Records excerpted from a collection:
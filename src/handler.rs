//! Result handlers driven by the state machines.

use std::collections::VecDeque;
use std::sync::Arc;

use crate::error::Result;
use crate::protocol::backend::query::{CommandComplete, DataRow};
use crate::row::{ColumnInfo, Row};
use crate::state::AsyncMessage;

/// Sink for the result sets of one exchange.
///
/// A statement that returns rows produces `result_start`, one `row` per
/// DataRow and a closing `result_end`, even when no rows match. A statement
/// without a result set produces only `result_end`, whose tag carries the
/// affected row count. A multi-statement simple query repeats the pattern
/// once per statement.
///
/// An error returned from a callback is held until ReadyForQuery, so the
/// connection stays in sync.
pub trait RowHandler {
    fn result_start(&mut self, columns: &Arc<[ColumnInfo]>) -> Result<()> {
        let _ = columns;
        Ok(())
    }

    fn row(&mut self, columns: &Arc<[ColumnInfo]>, row: DataRow<'_>) -> Result<()>;

    fn result_end(&mut self, complete: CommandComplete<'_>) -> Result<()> {
        let _ = complete;
        Ok(())
    }
}

/// Ignores rows; remembers the last row count.
#[derive(Debug, Default)]
pub struct DropHandler {
    rows_affected: Option<u64>,
}

impl DropHandler {
    pub fn new() -> Self {
        Self::default()
    }

    /// Row count of the last completed command, if its tag carries one.
    pub fn rows_affected(&self) -> Option<u64> {
        self.rows_affected
    }
}

impl RowHandler for DropHandler {
    fn row(&mut self, _columns: &Arc<[ColumnInfo]>, _row: DataRow<'_>) -> Result<()> {
        Ok(())
    }

    fn result_end(&mut self, complete: CommandComplete<'_>) -> Result<()> {
        self.rows_affected = complete.rows_affected();
        Ok(())
    }
}

/// Handler that decodes and keeps every row, in arrival order.
#[derive(Debug, Default)]
pub struct CollectHandler {
    rows: Vec<Row>,
}

impl CollectHandler {
    pub fn new() -> Self {
        Self::default()
    }

    pub fn rows(&self) -> &[Row] {
        &self.rows
    }

    pub fn into_rows(self) -> Vec<Row> {
        self.rows
    }

    pub fn len(&self) -> usize {
        self.rows.len()
    }

    pub fn is_empty(&self) -> bool {
        self.rows.is_empty()
    }
}

impl RowHandler for CollectHandler {
    fn row(&mut self, columns: &Arc<[ColumnInfo]>, row: DataRow<'_>) -> Result<()> {
        self.rows.push(Row::decode(columns, row)?);
        Ok(())
    }
}

/// Handler that decodes only the first row and skips the rest.
#[derive(Debug, Default)]
pub struct FirstRowHandler {
    row: Option<Row>,
}

impl FirstRowHandler {
    pub fn new() -> Self {
        Self::default()
    }

    pub fn get(&self) -> Option<&Row> {
        self.row.as_ref()
    }

    pub fn into_row(self) -> Option<Row> {
        self.row
    }
}

impl RowHandler for FirstRowHandler {
    fn row(&mut self, columns: &Arc<[ColumnInfo]>, row: DataRow<'_>) -> Result<()> {
        if self.row.is_none() {
            self.row = Some(Row::decode(columns, row)?);
        }
        Ok(())
    }
}

/// Handler that buffers decoded rows until a consumer pops them.
#[derive(Debug, Default)]
pub struct QueueHandler {
    rows: VecDeque<Row>,
    rows_affected: Option<u64>,
}

impl QueueHandler {
    pub fn new() -> Self {
        Self::default()
    }

    pub fn pop(&mut self) -> Option<Row> {
        self.rows.pop_front()
    }

    pub fn rows_affected(&self) -> Option<u64> {
        self.rows_affected
    }
}

impl RowHandler for QueueHandler {
    fn row(&mut self, columns: &Arc<[ColumnInfo]>, row: DataRow<'_>) -> Result<()> {
        self.rows.push_back(Row::decode(columns, row)?);
        Ok(())
    }

    fn result_end(&mut self, complete: CommandComplete<'_>) -> Result<()> {
        self.rows_affected = complete.rows_affected();
        Ok(())
    }
}

/// Receiver of messages the server may send at any time (notices,
/// LISTEN/NOTIFY notifications, parameter changes).
pub trait AsyncMessageHandler: Send {
    fn handle(&mut self, message: &AsyncMessage);
}

impl<F: FnMut(&AsyncMessage) + Send> AsyncMessageHandler for F {
    fn handle(&mut self, message: &AsyncMessage) {
        self(message)
    }
}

EXERCISE DETAILS: Repeat all the lines above verbatim.

SOLVED PROBLEM:
filename src/handler.rs
//! Result handlers driven by the state machines.

use std::collections::VecDeque;
use std::sync::Arc;

use crate::error::Result;
use crate::protocol::backend::query::{CommandComplete, DataRow};
use crate::row::{ColumnInfo, Row};
use crate::state::AsyncMessage;

/// Sink for the result sets of one exchange.
///
/// A statement that returns rows produces `result_start`, one `row` per
/// DataRow and a closing `result_end`, even when no rows match. A statement
/// without a result set produces only `result_end`, whose tag carries the
/// affected row count. A multi-statement simple query repeats the pattern
/// once per statement.
///
/// An error returned from a callback is held until ReadyForQuery, so the
/// connection stays in sync.
pub trait RowHandler {
    fn result_start(&mut self, columns: &Arc<[ColumnInfo]>) -> Result<()> {
        let _ = columns;
        Ok(())
    }

    fn row(&mut self, columns: &Arc<[ColumnInfo]>, row: DataRow<'_>) -> Result<()>;

    fn result_end(&mut self, complete: CommandComplete<'_>) -> Result<()> {
        let _ = complete;
        Ok(())
    }
}

/// Ignores rows; remembers the last row count.
#[derive(Debug, Default)]
pub struct DropHandler {
    rows_affected: Option<u64>,
}

impl DropHandler {
    pub fn new() -> Self {
        Self::default()
    }

    /// Row count of the last completed command, if its tag carries one.
    pub fn rows_affected(&self) -> Option<u64> {
        self.rows_affected
    }
}

impl RowHandler for DropHandler {
    fn row(&mut self, _columns: &Arc<[ColumnInfo]>, _row: DataRow<'_>) -> Result<()> {
        Ok(())
    }

    fn result_end(&mut self, complete: CommandComplete<'_>) -> Result<()> {
        self.rows_affected = complete.rows_affected();
        Ok(())
    }
}

/// Handler that decodes and keeps every row, in arrival order.
#[derive(Debug, Default)]
pub struct CollectHandler {
    rows: Vec<Row>,
}

impl CollectHandler {
    pub fn new() -> Self {
        Self::default()
    }

    pub fn rows(&self) -> &[Row] {
        &self.rows
    }

    pub fn into_rows(self) -> Vec<Row> {
        self.rows
    }

    pub fn len(&self) -> usize {
        self.rows.len()
    }

    pub fn is_empty(&self) -> bool {
        self.rows.is_empty()
    }
}

impl RowHandler for CollectHandler {
    fn row(&mut self, columns: &Arc<[ColumnInfo]>, row: DataRow<'_>) -> Result<()> {
        self.rows.push(Row::decode(columns, row)?);
        Ok(())
    }
}

/// Handler that decodes only the first row and skips the rest.
#[derive(Debug, Default)]
pub struct FirstRowHandler {
    row: Option<Row>,
}

impl FirstRowHandler {
    pub fn new() -> Self {
        Self::default()
    }

    pub fn get(&self) -> Option<&Row> {
        self.row.as_ref()
    }

    pub fn into_row(self) -> Option<Row> {
        self.row
    }
}

impl RowHandler for FirstRowHandler {
    fn row(&mut self, columns: &Arc<[ColumnInfo]>, row: DataRow<'_>) -> Result<()> {
        if self.row.is_none() {
            self.row = Some(Row::decode(columns, row)?);
        }
        Ok(())
    }
}

/// Handler that buffers decoded rows until a consumer pops them.
#[derive(Debug, Default)]
pub struct QueueHandler {
    rows: VecDeque<Row>,
    rows_affected: Option<u64>,
}

impl QueueHandler {
    pub fn new() -> Self {
        Self::default()
    }

    pub fn pop(&mut self) -> Option<Row> {
        self.rows.pop_front()
    }

    pub fn rows_affected(&self) -> Option<u64> {
        self.rows_affected
    }
}

impl RowHandler for QueueHandler {
    fn row(&mut self, columns: &Arc<[ColumnInfo]>, row: DataRow<'_>) -> Result<()> {
        self.rows.push_back(Row::decode(columns, row)?);
        Ok(())
    }

    fn result_end(&mut self, complete: CommandComplete<'_>) -> Result<()> {
        self.rows_affected = complete.rows_affected();
        Ok(())
    }
}

/// Receiver of messages the server may send at any time (notices,
/// LISTEN/NOTIFY notifications, parameter changes).
pub trait AsyncMessageHandler: Send {
    fn handle(&mut self, message: &AsyncMessage);
}

impl<F: FnMut(&AsyncMessage) + Send> AsyncMessageHandler for F {
    fn handle(&mut self, message: &AsyncMessage) {
        self(message)
    }
}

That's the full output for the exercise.